--- START ---
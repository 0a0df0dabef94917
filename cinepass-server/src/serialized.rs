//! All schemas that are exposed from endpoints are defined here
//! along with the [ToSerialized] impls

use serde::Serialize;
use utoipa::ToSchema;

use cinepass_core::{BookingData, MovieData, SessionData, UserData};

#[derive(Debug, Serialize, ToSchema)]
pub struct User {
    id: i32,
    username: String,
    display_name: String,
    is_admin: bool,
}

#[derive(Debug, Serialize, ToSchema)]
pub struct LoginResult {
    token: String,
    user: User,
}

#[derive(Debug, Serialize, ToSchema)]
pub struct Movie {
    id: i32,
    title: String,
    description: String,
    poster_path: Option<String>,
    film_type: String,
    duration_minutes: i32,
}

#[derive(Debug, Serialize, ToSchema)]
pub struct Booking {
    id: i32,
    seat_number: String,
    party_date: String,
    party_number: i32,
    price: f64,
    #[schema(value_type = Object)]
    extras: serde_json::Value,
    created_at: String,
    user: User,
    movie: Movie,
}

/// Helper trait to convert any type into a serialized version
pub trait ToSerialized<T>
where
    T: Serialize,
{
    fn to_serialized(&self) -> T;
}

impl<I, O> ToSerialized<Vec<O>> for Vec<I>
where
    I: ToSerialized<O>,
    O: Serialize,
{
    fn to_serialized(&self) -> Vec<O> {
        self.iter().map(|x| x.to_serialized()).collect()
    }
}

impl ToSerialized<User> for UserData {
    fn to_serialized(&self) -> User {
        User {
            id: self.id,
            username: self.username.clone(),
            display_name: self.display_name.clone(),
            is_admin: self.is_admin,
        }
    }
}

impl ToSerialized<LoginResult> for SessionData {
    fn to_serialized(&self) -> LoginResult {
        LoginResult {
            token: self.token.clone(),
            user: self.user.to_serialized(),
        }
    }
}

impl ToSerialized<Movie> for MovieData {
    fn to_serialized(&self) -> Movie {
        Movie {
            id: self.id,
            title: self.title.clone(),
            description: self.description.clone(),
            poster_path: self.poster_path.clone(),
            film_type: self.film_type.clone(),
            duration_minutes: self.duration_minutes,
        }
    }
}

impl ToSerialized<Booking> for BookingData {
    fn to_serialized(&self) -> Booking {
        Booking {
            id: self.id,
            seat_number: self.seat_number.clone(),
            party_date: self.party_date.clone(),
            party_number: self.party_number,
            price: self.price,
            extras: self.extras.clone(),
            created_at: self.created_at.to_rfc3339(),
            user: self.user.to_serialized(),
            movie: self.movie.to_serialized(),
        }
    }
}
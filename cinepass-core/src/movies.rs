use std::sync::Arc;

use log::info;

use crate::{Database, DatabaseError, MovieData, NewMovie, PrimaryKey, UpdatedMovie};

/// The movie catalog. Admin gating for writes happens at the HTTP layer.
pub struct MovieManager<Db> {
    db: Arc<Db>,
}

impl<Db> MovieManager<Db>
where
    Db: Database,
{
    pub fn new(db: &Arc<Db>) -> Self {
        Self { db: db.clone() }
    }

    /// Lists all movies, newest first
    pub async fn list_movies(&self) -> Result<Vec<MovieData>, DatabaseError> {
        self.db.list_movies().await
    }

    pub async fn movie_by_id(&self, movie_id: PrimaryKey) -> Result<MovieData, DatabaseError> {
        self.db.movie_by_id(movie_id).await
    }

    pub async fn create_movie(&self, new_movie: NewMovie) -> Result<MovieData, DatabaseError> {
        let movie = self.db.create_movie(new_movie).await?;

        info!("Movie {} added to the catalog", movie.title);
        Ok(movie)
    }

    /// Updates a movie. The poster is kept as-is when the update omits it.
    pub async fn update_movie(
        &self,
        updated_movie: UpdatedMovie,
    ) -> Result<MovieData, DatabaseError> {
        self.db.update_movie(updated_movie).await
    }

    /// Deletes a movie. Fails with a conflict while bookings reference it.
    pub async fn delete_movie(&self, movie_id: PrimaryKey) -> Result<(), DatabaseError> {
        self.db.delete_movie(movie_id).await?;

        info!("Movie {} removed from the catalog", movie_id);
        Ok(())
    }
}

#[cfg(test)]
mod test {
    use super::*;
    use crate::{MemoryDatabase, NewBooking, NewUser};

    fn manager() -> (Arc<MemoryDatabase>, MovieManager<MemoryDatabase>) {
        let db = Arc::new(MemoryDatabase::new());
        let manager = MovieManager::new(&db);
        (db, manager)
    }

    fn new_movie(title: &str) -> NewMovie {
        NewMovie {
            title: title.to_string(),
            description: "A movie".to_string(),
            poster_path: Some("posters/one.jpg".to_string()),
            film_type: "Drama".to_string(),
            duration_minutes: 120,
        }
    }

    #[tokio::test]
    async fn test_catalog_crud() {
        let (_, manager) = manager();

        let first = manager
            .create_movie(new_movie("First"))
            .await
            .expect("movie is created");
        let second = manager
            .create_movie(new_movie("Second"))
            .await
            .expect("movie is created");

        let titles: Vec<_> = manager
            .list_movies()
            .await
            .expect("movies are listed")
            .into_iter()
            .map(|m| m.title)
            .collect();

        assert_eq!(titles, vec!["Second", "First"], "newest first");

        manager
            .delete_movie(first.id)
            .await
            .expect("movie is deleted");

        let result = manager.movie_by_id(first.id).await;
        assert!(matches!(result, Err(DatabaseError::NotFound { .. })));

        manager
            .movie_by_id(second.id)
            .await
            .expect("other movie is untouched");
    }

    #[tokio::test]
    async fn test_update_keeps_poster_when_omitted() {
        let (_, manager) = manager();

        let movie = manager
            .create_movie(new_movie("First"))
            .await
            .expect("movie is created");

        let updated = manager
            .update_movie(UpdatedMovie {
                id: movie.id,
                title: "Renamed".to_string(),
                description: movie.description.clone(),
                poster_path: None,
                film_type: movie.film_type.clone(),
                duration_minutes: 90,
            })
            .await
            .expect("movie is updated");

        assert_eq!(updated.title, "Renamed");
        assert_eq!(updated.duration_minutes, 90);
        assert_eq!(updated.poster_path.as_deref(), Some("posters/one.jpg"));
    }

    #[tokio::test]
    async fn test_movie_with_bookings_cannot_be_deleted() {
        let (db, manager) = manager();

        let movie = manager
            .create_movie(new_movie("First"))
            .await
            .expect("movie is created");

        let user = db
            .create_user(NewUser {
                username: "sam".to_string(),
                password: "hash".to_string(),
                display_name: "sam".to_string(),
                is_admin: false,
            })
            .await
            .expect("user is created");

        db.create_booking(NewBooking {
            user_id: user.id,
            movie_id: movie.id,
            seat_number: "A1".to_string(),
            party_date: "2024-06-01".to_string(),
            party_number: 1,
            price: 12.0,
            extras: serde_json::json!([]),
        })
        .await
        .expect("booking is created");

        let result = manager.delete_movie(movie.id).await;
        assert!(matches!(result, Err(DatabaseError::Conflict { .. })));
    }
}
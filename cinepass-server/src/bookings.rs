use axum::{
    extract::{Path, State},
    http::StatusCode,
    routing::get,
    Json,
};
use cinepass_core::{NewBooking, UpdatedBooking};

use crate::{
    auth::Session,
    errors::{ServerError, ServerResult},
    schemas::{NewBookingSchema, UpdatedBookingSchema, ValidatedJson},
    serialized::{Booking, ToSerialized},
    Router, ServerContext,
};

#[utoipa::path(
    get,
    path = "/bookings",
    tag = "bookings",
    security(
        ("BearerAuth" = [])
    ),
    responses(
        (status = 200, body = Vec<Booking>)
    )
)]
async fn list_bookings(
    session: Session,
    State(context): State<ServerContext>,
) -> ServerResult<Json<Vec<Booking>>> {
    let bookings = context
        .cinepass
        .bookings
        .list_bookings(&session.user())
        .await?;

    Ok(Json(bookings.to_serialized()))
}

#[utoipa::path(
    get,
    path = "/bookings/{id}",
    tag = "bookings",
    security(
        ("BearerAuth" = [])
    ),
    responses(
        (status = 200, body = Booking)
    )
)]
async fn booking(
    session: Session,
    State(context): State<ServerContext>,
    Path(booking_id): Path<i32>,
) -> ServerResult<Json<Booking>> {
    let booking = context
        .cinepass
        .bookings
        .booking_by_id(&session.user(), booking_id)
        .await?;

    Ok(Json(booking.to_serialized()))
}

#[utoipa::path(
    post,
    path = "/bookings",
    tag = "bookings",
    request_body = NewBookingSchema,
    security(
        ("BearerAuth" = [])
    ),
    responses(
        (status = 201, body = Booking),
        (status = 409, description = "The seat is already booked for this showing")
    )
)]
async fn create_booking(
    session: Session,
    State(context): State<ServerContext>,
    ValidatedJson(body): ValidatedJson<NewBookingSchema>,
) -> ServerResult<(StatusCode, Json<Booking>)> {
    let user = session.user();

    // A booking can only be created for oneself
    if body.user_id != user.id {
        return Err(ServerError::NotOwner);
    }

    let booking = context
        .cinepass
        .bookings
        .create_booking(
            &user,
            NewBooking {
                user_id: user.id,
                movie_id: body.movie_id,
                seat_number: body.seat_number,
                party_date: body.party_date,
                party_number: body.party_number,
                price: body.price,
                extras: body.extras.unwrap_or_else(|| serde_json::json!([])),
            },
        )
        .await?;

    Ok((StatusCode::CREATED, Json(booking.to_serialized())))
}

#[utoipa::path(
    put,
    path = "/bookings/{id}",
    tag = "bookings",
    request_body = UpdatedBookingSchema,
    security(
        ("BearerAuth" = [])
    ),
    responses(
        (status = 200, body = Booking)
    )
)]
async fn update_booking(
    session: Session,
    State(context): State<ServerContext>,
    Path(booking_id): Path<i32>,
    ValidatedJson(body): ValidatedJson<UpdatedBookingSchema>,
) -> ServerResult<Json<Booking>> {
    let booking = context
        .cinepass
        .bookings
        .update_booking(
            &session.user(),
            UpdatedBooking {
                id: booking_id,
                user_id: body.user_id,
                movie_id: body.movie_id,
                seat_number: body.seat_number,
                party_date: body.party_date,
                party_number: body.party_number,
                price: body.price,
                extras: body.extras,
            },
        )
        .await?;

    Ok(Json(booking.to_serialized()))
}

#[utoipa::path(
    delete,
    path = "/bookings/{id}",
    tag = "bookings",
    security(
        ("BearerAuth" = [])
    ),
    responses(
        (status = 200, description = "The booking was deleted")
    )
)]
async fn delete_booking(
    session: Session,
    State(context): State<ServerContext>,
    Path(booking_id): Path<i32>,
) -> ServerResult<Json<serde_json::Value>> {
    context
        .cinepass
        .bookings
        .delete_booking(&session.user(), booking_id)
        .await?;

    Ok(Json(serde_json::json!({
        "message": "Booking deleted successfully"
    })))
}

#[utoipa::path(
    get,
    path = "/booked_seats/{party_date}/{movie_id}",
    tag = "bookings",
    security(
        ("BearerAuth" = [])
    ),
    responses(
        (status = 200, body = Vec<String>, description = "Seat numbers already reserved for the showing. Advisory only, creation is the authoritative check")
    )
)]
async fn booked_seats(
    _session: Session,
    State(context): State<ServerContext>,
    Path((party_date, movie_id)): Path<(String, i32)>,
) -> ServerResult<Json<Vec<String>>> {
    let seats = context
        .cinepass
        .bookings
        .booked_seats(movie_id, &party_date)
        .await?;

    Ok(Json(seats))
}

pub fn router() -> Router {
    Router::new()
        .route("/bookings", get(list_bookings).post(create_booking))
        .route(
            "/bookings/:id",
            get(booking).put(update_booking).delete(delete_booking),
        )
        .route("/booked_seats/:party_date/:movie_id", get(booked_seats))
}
--- END ---
**Brief**
Go over the data above and copy every line that has the word "MemoryDatabase" in it.

**Result**
    use crate::{MemoryDatabase, NewBooking, NewUser};
    fn manager() -> (Arc<MemoryDatabase>, MovieManager<MemoryDatabase>) {
        let db = Arc::new(MemoryDatabase::new());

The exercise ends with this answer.